To jump-start these communications, which are vital to care coordination, the government joined with the private sector a few years ago to create the Direct secure messaging protocol. Direct is supposed to be embedded in all EHRs that have been certified for use in the second stage of the MU program. It can be used to meet the stage 2 requirement that providers exchange care summaries at transitions of care.
The use of Direct is starting to grow and is expected to increase rapidly in 2015, Kibbe says. His own organization, DirectTrust, performs an important function in this field. By accrediting health information service providers (HISPs), which carry secure messages between physicians with Direct addresses, DirectTrust enables the HISPs to trust each other enough to exchange secure messages. As of the end of July, the two dozen HISPs in the DirectTrust community were serving 13,000 healthcare organizations and had provided over 400,000 Direct addresses, according to Kibbe.

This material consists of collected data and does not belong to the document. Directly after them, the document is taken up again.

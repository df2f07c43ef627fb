//! # Certificate Lifecycle
//!
//! Delivery status lives outside the signed body, so moving a certificate
//! through its lifecycle never invalidates its signature.
//!
//! ```text
//! Issued ──deliver_to_tgr()──▶ DeliveredToTgr ──acknowledge()──▶ Acknowledged
//!    │                              │
//!    └──revoke(reason)──────────────┴──revoke(reason)──▶ Revoked
//! ```
//!
//! `Acknowledged` and `Revoked` are terminal. Every transition is appended
//! to the record's history.

use serde::{Deserialize, Serialize};

use pcc_core::{MilestoneId, StateTransitionError, Timestamp};

use crate::certificate::PaymentClearanceCertificate;

/// External status of an issued certificate.
#[derive(Debug, Clone, Copy, PartialEq, Eq, Hash, Serialize, Deserialize)]
#[serde(rename_all = "snake_case")]
pub enum CertificateStatus {
    Issued,
    /// Handed to the treasury gateway for payment release.
    DeliveredToTgr,
    Acknowledged,
    Revoked,
}

impl CertificateStatus {
    pub fn as_str(&self) -> &'static str {
        match self {
            Self::Issued => "issued",
            Self::DeliveredToTgr => "delivered_to_tgr",
            Self::Acknowledged => "acknowledged",
            Self::Revoked => "revoked",
        }
    }

    pub fn is_terminal(&self) -> bool {
        matches!(self, Self::Acknowledged | Self::Revoked)
    }

    /// Valid target states from this state.
    pub fn valid_transitions(&self) -> &'static [CertificateStatus] {
        match self {
            Self::Issued => &[Self::DeliveredToTgr, Self::Revoked],
            Self::DeliveredToTgr => &[Self::Acknowledged, Self::Revoked],
            Self::Acknowledged | Self::Revoked => &[],
        }
    }
}

impl std::fmt::Display for CertificateStatus {
    fn fmt(&self, f: &mut std::fmt::Formatter<'_>) -> std::fmt::Result {
        f.write_str(self.as_str())
    }
}

/// One recorded transition.
#[derive(Debug, Clone, PartialEq, Eq, Serialize, Deserialize)]
#[serde(rename_all = "camelCase")]
pub struct StatusChange {
    pub from: CertificateStatus,
    pub to: CertificateStatus,
    pub at: Timestamp,
    #[serde(default, skip_serializing_if = "Option::is_none")]
    pub reason: Option<String>,
}

/// A certificate together with its delivery status.
#[derive(Debug, Clone, PartialEq, Eq, Serialize, Deserialize)]
#[serde(rename_all = "camelCase")]
pub struct CertificateRecord {
    pub certificate: PaymentClearanceCertificate,
    pub status: CertificateStatus,
    #[serde(default, skip_serializing_if = "Option::is_none")]
    pub revocation_reason: Option<String>,
    #[serde(default)]
    pub history: Vec<StatusChange>,
}

impl CertificateRecord {
    /// Track a freshly issued certificate.
    pub fn new(certificate: PaymentClearanceCertificate) -> Self {
        Self {
            certificate,
            status: CertificateStatus::Issued,
            revocation_reason: None,
            history: Vec::new(),
        }
    }

    pub fn milestone_id(&self) -> &MilestoneId {
        &self.certificate.milestone_id
    }

    pub fn deliver_to_tgr(&mut self, at: Timestamp) -> Result<(), StateTransitionError> {
        self.transition(CertificateStatus::DeliveredToTgr, at, None)
    }

    pub fn acknowledge(&mut self, at: Timestamp) -> Result<(), StateTransitionError> {
        self.transition(CertificateStatus::Acknowledged, at, None)
    }

    /// Revoke the certificate.
    ///
    /// # Errors
    ///
    /// [`StateTransitionError::MissingReason`] for an empty reason;
    /// [`StateTransitionError::InvalidTransition`] from a terminal status.
    pub fn revoke(&mut self, reason: &str, at: Timestamp) -> Result<(), StateTransitionError> {
        if reason.trim().is_empty() {
            return Err(StateTransitionError::MissingReason {
                action: "certificate revocation",
            });
        }
        self.transition(CertificateStatus::Revoked, at, Some(reason.to_string()))?;
        self.revocation_reason = Some(reason.to_string());
        Ok(())
    }

    fn transition(
        &mut self,
        target: CertificateStatus,
        at: Timestamp,
        reason: Option<String>,
    ) -> Result<(), StateTransitionError> {
        if !self.status.valid_transitions().contains(&target) {
            let reason = if self.status.is_terminal() {
                format!("{} is a terminal status", self.status)
            } else {
                format!("{} may only move to {:?}", self.status, self.status.valid_transitions())
            };
            return Err(StateTransitionError::InvalidTransition {
                from: self.status.as_str().to_string(),
                to: target.as_str().to_string(),
                reason,
            });
        }
        tracing::info!(
            milestone_id = %self.certificate.milestone_id,
            from = %self.status,
            to = %target,
            "certificate status changed"
        );
        self.history.push(StatusChange {
            from: self.status,
            to: target,
            at,
            reason,
        });
        self.status = target;
        Ok(())
    }
}

#[cfg(test)]
mod tests {
    use super::*;
    use crate::certificate::{generate_certificate, CertificateRequest};
    use pcc_core::ProjectId;
    use pcc_crypto::KeyPair;

    fn at(day: u32) -> Timestamp {
        Timestamp::parse(&format!("2026-06-{day:02}T08:00:00Z")).unwrap()
    }

    fn record() -> CertificateRecord {
        let request = CertificateRequest::new(
            MilestoneId::new("ms-1").unwrap(),
            ProjectId::new("proj-1").unwrap(),
            &[],
        )
        .issued_at(at(1));
        let key = KeyPair::from_private_key(&[9u8; 32]).unwrap();
        CertificateRecord::new(generate_certificate(&request, &key).unwrap())
    }

    #[test]
    fn delivery_then_acknowledgement() {
        let mut r = record();
        assert_eq!(r.status, CertificateStatus::Issued);
        r.deliver_to_tgr(at(2)).unwrap();
        r.acknowledge(at(3)).unwrap();
        assert_eq!(r.status, CertificateStatus::Acknowledged);
        assert!(r.status.is_terminal());
        assert_eq!(r.history.len(), 2);
        assert_eq!(r.history[1].from, CertificateStatus::DeliveredToTgr);
        assert!(r.revoke("too late", at(4)).is_err());
    }

    #[test]
    fn revocation_from_each_non_terminal_state() {
        let mut r = record();
        r.revoke("evidence fabricated", at(2)).unwrap();
        assert_eq!(r.status, CertificateStatus::Revoked);
        assert_eq!(r.revocation_reason.as_deref(), Some("evidence fabricated"));
        assert_eq!(r.history[0].reason.as_deref(), Some("evidence fabricated"));

        let mut r = record();
        r.deliver_to_tgr(at(2)).unwrap();
        r.revoke("payment halted", at(3)).unwrap();
        assert!(matches!(
            r.deliver_to_tgr(at(4)),
            Err(StateTransitionError::InvalidTransition { .. })
        ));
    }

    #[test]
    fn revocation_needs_a_reason() {
        let mut r = record();
        assert!(matches!(
            r.revoke("", at(2)),
            Err(StateTransitionError::MissingReason { .. })
        ));
        assert_eq!(r.status, CertificateStatus::Issued);
        assert!(r.history.is_empty());
    }

    #[test]
    fn cannot_skip_delivery() {
        let mut r = record();
        let err = r.acknowledge(at(2)).unwrap_err();
        assert!(matches!(err, StateTransitionError::InvalidTransition { ref from, ref to, .. }
            if from == "issued" && to == "acknowledged"));
    }

    #[test]
    fn status_wire_names() {
        let json = serde_json::to_string(&CertificateStatus::DeliveredToTgr).unwrap();
        assert_eq!(json, "\"delivered_to_tgr\"");
        let r = record();
        let value = serde_json::to_value(&r).unwrap();
        assert_eq!(value["status"], "issued");
        assert!(value.get("revocationReason").is_none());
        let back: CertificateRecord = serde_json::from_value(value).unwrap();
        assert_eq!(back, r);
    }
}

Direct messaging can increase the usefulness of EHRs by enabling physicians to attach documents, such as care summaries, notes, and lab results, to messages they exchange with their colleagues. Hospitals can also use Direct to send discharge summaries and notices of admission and discharge to doctors.
From a workflow standpoint, having Direct embedded in their EHRs is a boon to physicians, because they don’t have to leave the EHR to view or download information from other providers.
But there are also disadvantages. For example, Direct can’t be used to search for information across the community. Secondly, it’s designed only for point-to-point exchanges. Also, the data in the attached documents can’t flow into the structured fields of the receiving EHR.
Greenway has found that to be a problem for ob/gyn customers, who want the EHR to consume data attached to Direct messages, and vice versa, notes Mark Janiszewski, the company’s senior vice president of product management. To make this happen, he notes, Greenway has built limited interfaces for medications, problems and allergies for use with with EHRs from vendors such as Epic, Cerner, McKesson, Meditech, and CPSI.
While the innovations described above are all works in progress, they seem destined to benefit physicians in the long run. In the meantime, Thompson points out, there are some significant differences among EHRs, including ease of customization, whether they allow physicians to move easily among templates, and how many clicks are required to accomplish a particular task.
If you’re shopping for your first EHR or considering a switch, pay close attention to what these systems can actually do, and don’t depend on demonstrations by experienced users. Try them out yourself and visit other practices to see how specific EHRs are being used.
Meanwhile, keep your eye on the innovations that will eventually make EHRs more usable. They may be arriving sooner than you expect.